* Directions: Write the entries out exactly, with the final line being the one containing "use std::cell::RefCell;".

* Extracted material:
───
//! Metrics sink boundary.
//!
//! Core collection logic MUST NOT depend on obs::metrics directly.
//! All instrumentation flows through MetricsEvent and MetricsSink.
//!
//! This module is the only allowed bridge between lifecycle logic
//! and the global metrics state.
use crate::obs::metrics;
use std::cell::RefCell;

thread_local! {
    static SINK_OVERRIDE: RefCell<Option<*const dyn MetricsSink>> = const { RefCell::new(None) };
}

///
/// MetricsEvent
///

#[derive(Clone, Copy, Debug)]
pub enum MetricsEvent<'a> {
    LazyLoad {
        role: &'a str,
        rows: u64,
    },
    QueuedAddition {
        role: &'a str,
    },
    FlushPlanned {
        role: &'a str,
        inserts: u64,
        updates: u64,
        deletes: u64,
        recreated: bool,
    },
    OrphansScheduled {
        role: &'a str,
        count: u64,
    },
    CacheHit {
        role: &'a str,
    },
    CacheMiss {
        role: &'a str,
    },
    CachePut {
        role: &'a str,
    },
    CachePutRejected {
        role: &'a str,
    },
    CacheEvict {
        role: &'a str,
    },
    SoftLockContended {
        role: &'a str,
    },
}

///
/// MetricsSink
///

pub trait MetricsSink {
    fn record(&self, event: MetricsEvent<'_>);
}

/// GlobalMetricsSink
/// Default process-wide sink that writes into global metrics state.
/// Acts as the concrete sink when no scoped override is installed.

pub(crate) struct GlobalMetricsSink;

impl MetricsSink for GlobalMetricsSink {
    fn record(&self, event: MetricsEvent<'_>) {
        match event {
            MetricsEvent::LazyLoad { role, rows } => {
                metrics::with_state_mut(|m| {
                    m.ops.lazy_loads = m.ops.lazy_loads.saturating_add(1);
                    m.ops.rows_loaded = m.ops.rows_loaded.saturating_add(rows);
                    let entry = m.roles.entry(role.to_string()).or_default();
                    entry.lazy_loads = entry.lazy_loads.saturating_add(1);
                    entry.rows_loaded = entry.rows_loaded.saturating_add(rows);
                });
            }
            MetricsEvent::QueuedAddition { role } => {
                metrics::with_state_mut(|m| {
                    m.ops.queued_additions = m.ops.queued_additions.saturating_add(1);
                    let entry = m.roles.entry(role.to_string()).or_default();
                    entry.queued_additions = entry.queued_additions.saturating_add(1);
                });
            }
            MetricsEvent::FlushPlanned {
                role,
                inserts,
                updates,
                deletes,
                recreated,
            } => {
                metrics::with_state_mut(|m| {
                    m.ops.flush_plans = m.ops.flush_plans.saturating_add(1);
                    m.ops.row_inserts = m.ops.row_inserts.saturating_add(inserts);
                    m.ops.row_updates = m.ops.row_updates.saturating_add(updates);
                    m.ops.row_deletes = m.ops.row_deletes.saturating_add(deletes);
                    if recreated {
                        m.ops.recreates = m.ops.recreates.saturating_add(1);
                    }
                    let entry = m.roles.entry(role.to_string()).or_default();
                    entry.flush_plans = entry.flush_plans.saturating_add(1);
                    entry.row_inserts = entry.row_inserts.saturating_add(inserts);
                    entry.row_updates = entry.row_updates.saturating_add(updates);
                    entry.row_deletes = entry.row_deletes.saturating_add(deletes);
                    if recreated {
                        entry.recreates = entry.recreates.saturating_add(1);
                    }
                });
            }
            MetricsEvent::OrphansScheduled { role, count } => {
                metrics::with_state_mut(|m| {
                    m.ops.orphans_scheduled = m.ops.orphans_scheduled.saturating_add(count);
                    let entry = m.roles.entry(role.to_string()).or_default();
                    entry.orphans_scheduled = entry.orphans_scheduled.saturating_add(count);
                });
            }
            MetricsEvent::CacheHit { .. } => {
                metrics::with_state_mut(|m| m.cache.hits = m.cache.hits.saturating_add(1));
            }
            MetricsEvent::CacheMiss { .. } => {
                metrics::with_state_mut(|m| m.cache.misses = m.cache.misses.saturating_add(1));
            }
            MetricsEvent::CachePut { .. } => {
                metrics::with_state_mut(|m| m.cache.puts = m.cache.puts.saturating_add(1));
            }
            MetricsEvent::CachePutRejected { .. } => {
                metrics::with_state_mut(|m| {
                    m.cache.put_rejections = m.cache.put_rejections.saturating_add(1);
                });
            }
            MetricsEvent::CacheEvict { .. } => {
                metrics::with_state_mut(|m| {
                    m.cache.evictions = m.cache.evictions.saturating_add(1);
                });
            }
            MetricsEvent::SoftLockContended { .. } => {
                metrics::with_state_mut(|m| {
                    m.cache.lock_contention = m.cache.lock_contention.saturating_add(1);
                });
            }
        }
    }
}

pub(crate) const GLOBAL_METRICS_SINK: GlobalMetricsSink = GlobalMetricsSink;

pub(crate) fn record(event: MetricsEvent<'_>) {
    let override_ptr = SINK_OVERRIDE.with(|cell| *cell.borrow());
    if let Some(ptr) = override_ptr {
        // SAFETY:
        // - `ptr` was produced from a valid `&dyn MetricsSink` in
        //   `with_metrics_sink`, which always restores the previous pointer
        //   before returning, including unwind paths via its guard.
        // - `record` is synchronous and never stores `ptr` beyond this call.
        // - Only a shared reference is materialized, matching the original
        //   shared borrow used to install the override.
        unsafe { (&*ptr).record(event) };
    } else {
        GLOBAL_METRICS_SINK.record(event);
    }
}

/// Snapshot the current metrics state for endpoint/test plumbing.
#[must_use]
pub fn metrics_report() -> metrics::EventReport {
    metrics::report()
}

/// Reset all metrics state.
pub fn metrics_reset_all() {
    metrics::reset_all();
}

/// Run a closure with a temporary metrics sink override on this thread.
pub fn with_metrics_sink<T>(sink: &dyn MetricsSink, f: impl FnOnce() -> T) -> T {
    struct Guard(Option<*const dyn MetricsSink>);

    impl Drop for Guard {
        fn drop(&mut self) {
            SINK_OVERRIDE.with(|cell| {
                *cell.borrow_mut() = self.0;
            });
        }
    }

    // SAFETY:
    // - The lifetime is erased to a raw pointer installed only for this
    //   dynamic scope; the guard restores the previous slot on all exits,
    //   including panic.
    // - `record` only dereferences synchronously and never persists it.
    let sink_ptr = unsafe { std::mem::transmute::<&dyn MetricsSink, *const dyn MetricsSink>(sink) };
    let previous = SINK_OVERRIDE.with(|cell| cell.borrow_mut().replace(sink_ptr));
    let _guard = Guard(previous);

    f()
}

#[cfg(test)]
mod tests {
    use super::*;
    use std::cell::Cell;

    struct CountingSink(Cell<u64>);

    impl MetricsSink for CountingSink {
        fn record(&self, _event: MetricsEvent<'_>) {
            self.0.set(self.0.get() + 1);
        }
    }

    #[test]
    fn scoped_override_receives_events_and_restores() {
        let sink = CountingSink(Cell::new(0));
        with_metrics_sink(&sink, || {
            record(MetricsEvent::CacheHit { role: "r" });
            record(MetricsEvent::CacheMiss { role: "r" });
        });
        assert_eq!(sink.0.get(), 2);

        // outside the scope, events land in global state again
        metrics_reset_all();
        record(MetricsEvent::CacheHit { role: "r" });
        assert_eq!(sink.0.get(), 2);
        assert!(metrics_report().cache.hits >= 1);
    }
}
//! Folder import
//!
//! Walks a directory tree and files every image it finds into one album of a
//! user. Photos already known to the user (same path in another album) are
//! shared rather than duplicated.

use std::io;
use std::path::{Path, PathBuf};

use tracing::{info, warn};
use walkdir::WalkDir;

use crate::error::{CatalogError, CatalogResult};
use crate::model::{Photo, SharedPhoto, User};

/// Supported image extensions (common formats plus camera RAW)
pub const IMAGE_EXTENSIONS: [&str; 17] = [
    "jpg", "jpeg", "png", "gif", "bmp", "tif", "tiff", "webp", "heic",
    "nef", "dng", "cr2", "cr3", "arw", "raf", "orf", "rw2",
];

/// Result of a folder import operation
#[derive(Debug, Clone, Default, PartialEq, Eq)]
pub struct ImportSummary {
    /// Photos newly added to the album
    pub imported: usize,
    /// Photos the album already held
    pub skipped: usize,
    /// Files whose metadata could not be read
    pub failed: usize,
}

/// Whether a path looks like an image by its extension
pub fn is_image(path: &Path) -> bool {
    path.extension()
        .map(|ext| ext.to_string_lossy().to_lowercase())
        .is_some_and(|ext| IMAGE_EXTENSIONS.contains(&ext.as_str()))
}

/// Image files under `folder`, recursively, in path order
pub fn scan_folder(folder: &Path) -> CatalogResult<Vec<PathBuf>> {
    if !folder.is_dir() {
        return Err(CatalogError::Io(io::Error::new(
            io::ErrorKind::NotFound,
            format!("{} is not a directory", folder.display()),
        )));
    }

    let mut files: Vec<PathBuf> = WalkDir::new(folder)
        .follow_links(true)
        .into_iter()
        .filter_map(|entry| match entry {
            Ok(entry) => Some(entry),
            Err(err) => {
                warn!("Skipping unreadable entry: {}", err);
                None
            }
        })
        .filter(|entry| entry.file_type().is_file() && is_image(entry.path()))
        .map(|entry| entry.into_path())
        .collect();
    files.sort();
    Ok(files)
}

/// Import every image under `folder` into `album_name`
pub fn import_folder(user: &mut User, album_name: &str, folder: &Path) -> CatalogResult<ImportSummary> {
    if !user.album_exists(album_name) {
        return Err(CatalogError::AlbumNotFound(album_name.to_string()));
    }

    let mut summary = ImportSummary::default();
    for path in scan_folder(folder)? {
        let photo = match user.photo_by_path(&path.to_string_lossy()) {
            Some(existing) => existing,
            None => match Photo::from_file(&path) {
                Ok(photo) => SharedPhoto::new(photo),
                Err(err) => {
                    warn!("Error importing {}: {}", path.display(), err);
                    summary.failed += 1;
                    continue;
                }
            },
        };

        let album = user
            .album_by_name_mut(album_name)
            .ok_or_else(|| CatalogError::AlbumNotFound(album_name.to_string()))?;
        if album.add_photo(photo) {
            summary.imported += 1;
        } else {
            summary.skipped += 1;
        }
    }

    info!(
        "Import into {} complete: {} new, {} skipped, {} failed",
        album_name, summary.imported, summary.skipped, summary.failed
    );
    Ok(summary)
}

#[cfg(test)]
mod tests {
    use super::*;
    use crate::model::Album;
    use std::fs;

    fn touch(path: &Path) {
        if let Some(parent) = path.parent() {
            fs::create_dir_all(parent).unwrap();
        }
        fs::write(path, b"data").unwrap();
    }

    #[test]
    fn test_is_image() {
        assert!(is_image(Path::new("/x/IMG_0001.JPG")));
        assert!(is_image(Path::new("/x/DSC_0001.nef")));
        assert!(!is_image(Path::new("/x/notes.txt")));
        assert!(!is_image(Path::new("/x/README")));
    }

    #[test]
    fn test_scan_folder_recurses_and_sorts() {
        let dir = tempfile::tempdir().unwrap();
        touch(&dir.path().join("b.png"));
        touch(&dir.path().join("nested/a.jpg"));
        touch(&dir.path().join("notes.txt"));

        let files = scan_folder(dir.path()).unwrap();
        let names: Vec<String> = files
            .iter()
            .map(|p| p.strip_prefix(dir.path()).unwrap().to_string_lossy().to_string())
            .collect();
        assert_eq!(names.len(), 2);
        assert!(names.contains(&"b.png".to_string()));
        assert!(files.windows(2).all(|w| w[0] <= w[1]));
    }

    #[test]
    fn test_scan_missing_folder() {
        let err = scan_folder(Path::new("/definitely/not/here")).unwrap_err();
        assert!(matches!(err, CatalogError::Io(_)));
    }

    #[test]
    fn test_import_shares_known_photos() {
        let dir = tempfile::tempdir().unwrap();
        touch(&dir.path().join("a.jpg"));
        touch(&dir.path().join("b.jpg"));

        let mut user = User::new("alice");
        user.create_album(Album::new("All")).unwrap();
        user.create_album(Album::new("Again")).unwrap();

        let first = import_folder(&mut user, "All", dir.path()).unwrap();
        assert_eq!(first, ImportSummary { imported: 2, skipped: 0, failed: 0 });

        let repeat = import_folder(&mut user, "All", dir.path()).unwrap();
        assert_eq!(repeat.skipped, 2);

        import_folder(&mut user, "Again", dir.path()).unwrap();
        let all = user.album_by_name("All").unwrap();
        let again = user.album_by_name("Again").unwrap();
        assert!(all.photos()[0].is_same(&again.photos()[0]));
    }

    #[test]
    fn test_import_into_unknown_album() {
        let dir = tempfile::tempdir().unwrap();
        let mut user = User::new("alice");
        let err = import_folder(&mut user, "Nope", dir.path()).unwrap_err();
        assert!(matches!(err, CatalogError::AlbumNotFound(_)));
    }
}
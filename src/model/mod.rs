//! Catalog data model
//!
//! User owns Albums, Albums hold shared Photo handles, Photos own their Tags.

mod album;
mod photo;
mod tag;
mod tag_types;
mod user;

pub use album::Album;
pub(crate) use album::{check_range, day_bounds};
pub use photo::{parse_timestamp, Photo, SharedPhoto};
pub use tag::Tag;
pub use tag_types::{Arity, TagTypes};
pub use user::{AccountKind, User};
───
* Response box:
//! Metrics sink boundary.
//!
//! Core collection logic MUST NOT depend on obs::metrics directly.
//! All instrumentation flows through MetricsEvent and MetricsSink.
//!
//! This module is the only allowed bridge between lifecycle logic
//! and the global metrics state.
use crate::obs::metrics;
use std::cell::RefCell;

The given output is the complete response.